La réaction du maire de Pau François Bayrou dans La république de ce lundi est pleine de bon sens : « Face à la haine antisémite, le visage d’Alain Finkielkrault était à soi seul un acte de résistance. Comme est un acte de résistance sa déclaration : ‘J’ai ressenti la haine absolue… Je ne porterai pas plainte… Ma position, c’est de comprendre…’ »
Que dit l’agressé, des violences qu’il a subies (in le Figaro de ce lundi) : « Nous ne vivons pas le retour des années 30. C’est à un nouveau type d’antisémitisme que nous devons faire face. Ce sont des gens qui ont crié “Palestine”, qui m’ont traité de sioniste. Il y en a un avec une légère barbe qui me dit “Dieu va te punir”: ça n’est pas tout à fait le langage de l’extrême droite, c’est même la rhétorique islamiste. Peut-être y a-t-il des gens d’extrême droite qui s’accrochent aux wagons, comme des soraliens (proches de l’essayiste d’extrême droite Alain Soral, NDLR), qui rêvent d’agréger une France black-blanc-beur autour de la haine des Juifs. C’est la version hideuse de la convergence des luttes.»
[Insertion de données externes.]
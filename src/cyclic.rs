//! Cyclic vertex search: biconnected decomposition into ring systems.
//!
//! A single depth-first pass (Hopcroft–Tarjan discovery times and low links)
//! splits the graph into blocks. Every block with at least three vertices
//! contains a cycle and becomes a ring system; two-vertex blocks are bridges.
//! The DFS runs on an explicit work stack so long acyclic chains never hit a
//! recursion limit.
//!
//! A vertex that joins two blocks (a spiro atom) is a member of both systems.
//! [`CyclicVertexSearch::vertex_color`] reports the lowest system id for such
//! a vertex, while the edge query checks every system the vertex belongs to.

use tracing::debug;

use crate::bits::{BitSet, VertexSet, WORD_BITS};
use crate::error::RingError;

const UNSET: usize = usize::MAX;

/// How a ring system is shaped.
#[derive(Debug, Clone, Copy, PartialEq, Eq, Hash)]
pub enum SystemKind {
    /// A single simple cycle.
    Isolated,
    /// Several cycles sharing edges (ortho-fused or bridged).
    Fused,
}

/// Ring-system membership of every vertex, computed once at construction.
#[derive(Debug, Clone)]
pub struct CyclicVertexSearch {
    order: usize,
    membership: Membership,
    neighbors: Vec<Vec<usize>>,
    self_loops: Vec<bool>,
    systems: Vec<Vec<usize>>,
    kinds: Vec<SystemKind>,
    systems_of: Vec<Vec<usize>>,
    colors: Vec<Option<usize>>,
    cyclic: Vec<usize>,
    isolated: Vec<Vec<usize>>,
    fused: Vec<Vec<usize>>,
    circuit_rank: usize,
}

#[derive(Debug, Clone)]
enum Membership {
    Word(Vec<u64>),
    Wide(Vec<BitSet>),
}

impl Membership {
    fn contains(&self, system: usize, v: usize) -> bool {
        match self {
            Self::Word(sets) => sets[system].contains(v),
            Self::Wide(sets) => sets[system].contains(v),
        }
    }
}

struct Block<S> {
    set: S,
    edges: usize,
}

impl CyclicVertexSearch {
    /// Run the search over an adjacency list with dense vertex ids `0..graph.len()`.
    ///
    /// Self-loops and parallel edges are accepted. A neighbour outside the
    /// vertex range is rejected with [`RingError::VertexOutOfRange`].
    pub fn new(graph: &[Vec<usize>]) -> Result<Self, RingError> {
        let order = graph.len();
        let (neighbors, self_loops) = simplify(graph)?;

        let search = if order <= WORD_BITS {
            Self::build::<u64>(order, neighbors, self_loops, Membership::Word)
        } else {
            Self::build::<BitSet>(order, neighbors, self_loops, Membership::Wide)
        };

        debug!(
            vertices = order,
            jumbo = search.is_jumbo(),
            isolated = search.isolated.len(),
            fused = search.fused.len(),
            "cyclic vertex search"
        );
        Ok(search)
    }

    fn build<S: VertexSet>(
        order: usize,
        neighbors: Vec<Vec<usize>>,
        self_loops: Vec<bool>,
        wrap: fn(Vec<S>) -> Membership,
    ) -> Self {
        let mut blocks: Vec<Block<S>> = biconnected_blocks(&neighbors);

        let mut circuit_rank: usize = blocks.iter().map(|b| b.edges + 1 - b.set.len()).sum();
        circuit_rank += self_loops.iter().filter(|&&l| l).count();

        // A self-loop alone still closes a ring.
        for v in (0..order).filter(|&v| self_loops[v]) {
            if !blocks.iter().any(|b| b.set.contains(v)) {
                let mut set = S::with_order(order);
                set.insert(v);
                blocks.push(Block { set, edges: 1 });
            }
        }

        let mut members: Vec<(Vec<usize>, S)> = blocks
            .into_iter()
            .map(|b| (b.set.to_vec(), b.set))
            .collect();
        members.sort_by(|a, b| a.0.cmp(&b.0));

        let mut systems = Vec::with_capacity(members.len());
        let mut sets = Vec::with_capacity(members.len());
        let mut kinds = Vec::with_capacity(members.len());
        let mut systems_of = vec![Vec::new(); order];
        let mut colors = vec![None; order];
        let mut in_ring = S::with_order(order);
        let mut isolated = Vec::new();
        let mut fused = Vec::new();

        for (id, (vertices, set)) in members.into_iter().enumerate() {
            let kind = if is_simple_cycle(&vertices, &set, &neighbors) {
                isolated.push(vertices.clone());
                SystemKind::Isolated
            } else {
                fused.push(vertices.clone());
                SystemKind::Fused
            };
            for &v in &vertices {
                systems_of[v].push(id);
                if colors[v].is_none() {
                    colors[v] = Some(id);
                }
            }
            in_ring.union_with(&set);
            kinds.push(kind);
            systems.push(vertices);
            sets.push(set);
        }

        Self {
            order,
            membership: wrap(sets),
            neighbors,
            self_loops,
            systems,
            kinds,
            systems_of,
            colors,
            cyclic: in_ring.to_vec(),
            isolated,
            fused,
            circuit_rank,
        }
    }

    /// Number of vertices in the searched graph.
    pub fn order(&self) -> usize {
        self.order
    }

    /// All vertices lying on at least one cycle, ascending.
    pub fn cyclic(&self) -> &[usize] {
        &self.cyclic
    }

    /// Whether `v` lies on a cycle. Out-of-range vertices are not cyclic.
    pub fn is_cyclic(&self, v: usize) -> bool {
        self.colors.get(v).is_some_and(Option::is_some)
    }

    /// Whether `u` and `v` are members of one ring system.
    ///
    /// Adjacency is not checked. For an actual bond this is exactly "the bond
    /// is in a ring", since two adjacent members of one biconnected block are
    /// always joined by an edge of that block.
    pub fn is_cyclic_edge(&self, u: usize, v: usize) -> bool {
        if u >= self.order || v >= self.order {
            return false;
        }
        self.systems_of[u]
            .iter()
            .any(|&id| self.membership.contains(id, v))
    }

    /// One ascending vertex array per isolated ring system.
    pub fn isolated(&self) -> &[Vec<usize>] {
        &self.isolated
    }

    /// One ascending vertex array per fused ring system.
    pub fn fused(&self) -> &[Vec<usize>] {
        &self.fused
    }

    /// Per-vertex ring system id, `None` for acyclic vertices.
    pub fn vertex_color(&self) -> &[Option<usize>] {
        &self.colors
    }

    pub fn num_systems(&self) -> usize {
        self.systems.len()
    }

    /// Vertices of system `id`, ascending. Ids order systems by their members.
    pub fn system(&self, id: usize) -> &[usize] {
        &self.systems[id]
    }

    pub fn system_kind(&self, id: usize) -> SystemKind {
        self.kinds[id]
    }

    /// Ids of every system containing `v`; more than one only for spiro atoms.
    pub fn systems_of(&self, v: usize) -> &[usize] {
        self.systems_of.get(v).map(Vec::as_slice).unwrap_or(&[])
    }

    /// Number of independent cycles (the cyclomatic number of the ring part).
    pub fn circuit_rank(&self) -> usize {
        self.circuit_rank
    }

    /// Deduplicated adjacency without self-loops, as searched.
    pub(crate) fn neighbors(&self) -> &[Vec<usize>] {
        &self.neighbors
    }

    pub(crate) fn has_self_loop(&self, v: usize) -> bool {
        self.self_loops.get(v).copied().unwrap_or(false)
    }

    /// Whether the multi-word bitset backend is in use.
    pub fn is_jumbo(&self) -> bool {
        matches!(self.membership, Membership::Wide(_))
    }
}

/// Validate, drop self-loops and collapse parallel edges.
fn simplify(graph: &[Vec<usize>]) -> Result<(Vec<Vec<usize>>, Vec<bool>), RingError> {
    let order = graph.len();
    let mut self_loops = vec![false; order];
    let mut neighbors = Vec::with_capacity(order);
    for (v, adj) in graph.iter().enumerate() {
        let mut out: Vec<usize> = Vec::with_capacity(adj.len());
        for &w in adj {
            if w >= order {
                return Err(RingError::VertexOutOfRange { vertex: w, order });
            }
            if w == v {
                self_loops[v] = true;
            } else if !out.contains(&w) {
                out.push(w);
            }
        }
        neighbors.push(out);
    }
    // Half-listed edges count as undirected.
    for v in 0..order {
        for i in 0..neighbors[v].len() {
            let w = neighbors[v][i];
            if !neighbors[w].contains(&v) {
                neighbors[w].push(v);
            }
        }
    }
    Ok((neighbors, self_loops))
}

fn biconnected_blocks<S: VertexSet>(neighbors: &[Vec<usize>]) -> Vec<Block<S>> {
    let n = neighbors.len();
    let mut disc = vec![0usize; n];
    let mut low = vec![0usize; n];
    let mut parent = vec![UNSET; n];
    let mut next_edge = vec![0usize; n];
    let mut edges: Vec<(usize, usize)> = Vec::new();
    let mut blocks = Vec::new();
    let mut timer = 1;

    for root in 0..n {
        if disc[root] != 0 {
            continue;
        }
        disc[root] = timer;
        low[root] = timer;
        timer += 1;
        let mut u = root;
        loop {
            if let Some(&w) = neighbors[u].get(next_edge[u]) {
                next_edge[u] += 1;
                if w == parent[u] {
                    continue;
                }
                if disc[w] == 0 {
                    edges.push((u, w));
                    parent[w] = u;
                    disc[w] = timer;
                    low[w] = timer;
                    timer += 1;
                    u = w;
                } else if disc[w] < disc[u] {
                    edges.push((u, w));
                    low[u] = low[u].min(disc[w]);
                }
                continue;
            }

            let p = parent[u];
            if p == UNSET {
                break;
            }
            low[p] = low[p].min(low[u]);
            if low[u] >= disc[p] {
                let mut block = Vec::new();
                while let Some(edge) = edges.pop() {
                    block.push(edge);
                    if edge == (p, u) {
                        break;
                    }
                }
                // A single edge is a bridge.
                if block.len() > 1 {
                    let mut set = S::with_order(n);
                    for &(a, b) in &block {
                        set.insert(a);
                        set.insert(b);
                    }
                    blocks.push(Block {
                        set,
                        edges: block.len(),
                    });
                }
            }
            u = p;
        }
    }
    blocks
}

fn is_simple_cycle<S: VertexSet>(vertices: &[usize], set: &S, neighbors: &[Vec<usize>]) -> bool {
    vertices.iter().all(|&v| {
        // Self-loop singletons have no in-system neighbours.
        let inside = neighbors[v].iter().filter(|&&w| set.contains(w)).count();
        inside == 2 || (vertices.len() == 1 && inside == 0)
    })
}
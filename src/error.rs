use std::fmt;

/// The limit that stopped an [`AllRingsFinder`](crate::AllRingsFinder) search early.
#[derive(Debug, Clone, Copy, PartialEq, Eq)]
pub enum Limit {
    /// The configured maximum number of rings was reached.
    MaxRings(usize),
    /// The configured timeout elapsed.
    Deadline,
    /// The caller raised the [`CancelFlag`](crate::CancelFlag).
    Cancelled,
}

impl fmt::Display for Limit {
    fn fmt(&self, f: &mut fmt::Formatter<'_>) -> fmt::Result {
        match self {
            Self::MaxRings(n) => write!(f, "ring limit of {} reached", n),
            Self::Deadline => write!(f, "search deadline elapsed"),
            Self::Cancelled => write!(f, "search cancelled"),
        }
    }
}

/// Errors produced by ring perception.
///
/// Structural properties of a valid graph (disconnected parts, self-loops,
/// very large fused systems) are never errors. Only misuse is: bad indices,
/// or a limited search under [`OnLimit::Fail`](crate::OnLimit::Fail).
#[derive(Debug, Clone, PartialEq, Eq)]
pub enum RingError {
    /// An adjacency list refers to a vertex outside `0..order`.
    VertexOutOfRange { vertex: usize, order: usize },
    /// The atom does not belong to the molecule being searched.
    AtomNotFound { index: usize, atom_count: usize },
    /// The bond does not belong to the molecule being searched.
    BondNotFound { index: usize, bond_count: usize },
    /// An exhaustive search hit a limit and the caller asked for all or nothing.
    LimitExceeded { limit: Limit, found: usize },
}

impl fmt::Display for RingError {
    fn fmt(&self, f: &mut fmt::Formatter<'_>) -> fmt::Result {
        match self {
            Self::VertexOutOfRange { vertex, order } => {
                write!(
                    f,
                    "vertex {} out of range for graph with {} vertices",
                    vertex, order
                )
            }
            Self::AtomNotFound { index, atom_count } => {
                write!(
                    f,
                    "atom {} not found in molecule with {} atoms",
                    index, atom_count
                )
            }
            Self::BondNotFound { index, bond_count } => {
                write!(
                    f,
                    "bond {} not found in molecule with {} bonds",
                    index, bond_count
                )
            }
            Self::LimitExceeded { limit, found } => {
                write!(f, "{} after finding {} rings", limit, found)
            }
        }
    }
}

impl std::error::Error for RingError {}

#[cfg(test)]
mod tests {
    use super::*;

    #[test]
    fn display_messages() {
        let e = RingError::VertexOutOfRange {
            vertex: 7,
            order: 3,
        };
        assert_eq!(
            e.to_string(),
            "vertex 7 out of range for graph with 3 vertices"
        );
        let e = RingError::LimitExceeded {
            limit: Limit::MaxRings(10),
            found: 10,
        };
        assert_eq!(e.to_string(), "ring limit of 10 reached after finding 10 rings");
    }
}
Observateur perspicace des évolutions sociétales et pour cela durement attaqué, le philosophe nous livre ainsi une clé de cette brutale résurgence qui non seulement nous bouleverse mais donne aussi une image calamiteuse de notre pays. C’est bien de défiler, d’envoyer des tweets rageurs mais il faut d’abord comprendre d’où vient cette poussée de haine du juif, sinon nous allons droit dans le mur. Cessons les atermoiements : à la question y-a-t’il un lien entre antisémitisme et antisionisme ? La réponse est oui. L’ « islamogauchisme » favorise-t-il ces actes odieux ? La réponse est oui également. Les faits sont les faits.
Pierre Vidal
*« Banalité du mal » concept élaboré par la grande philosophe juive d’origine Allemande, réfugiée aux Etats Unis, Hanna Arendt qui passa plusieurs mois enfermée dans le camp de Gurs.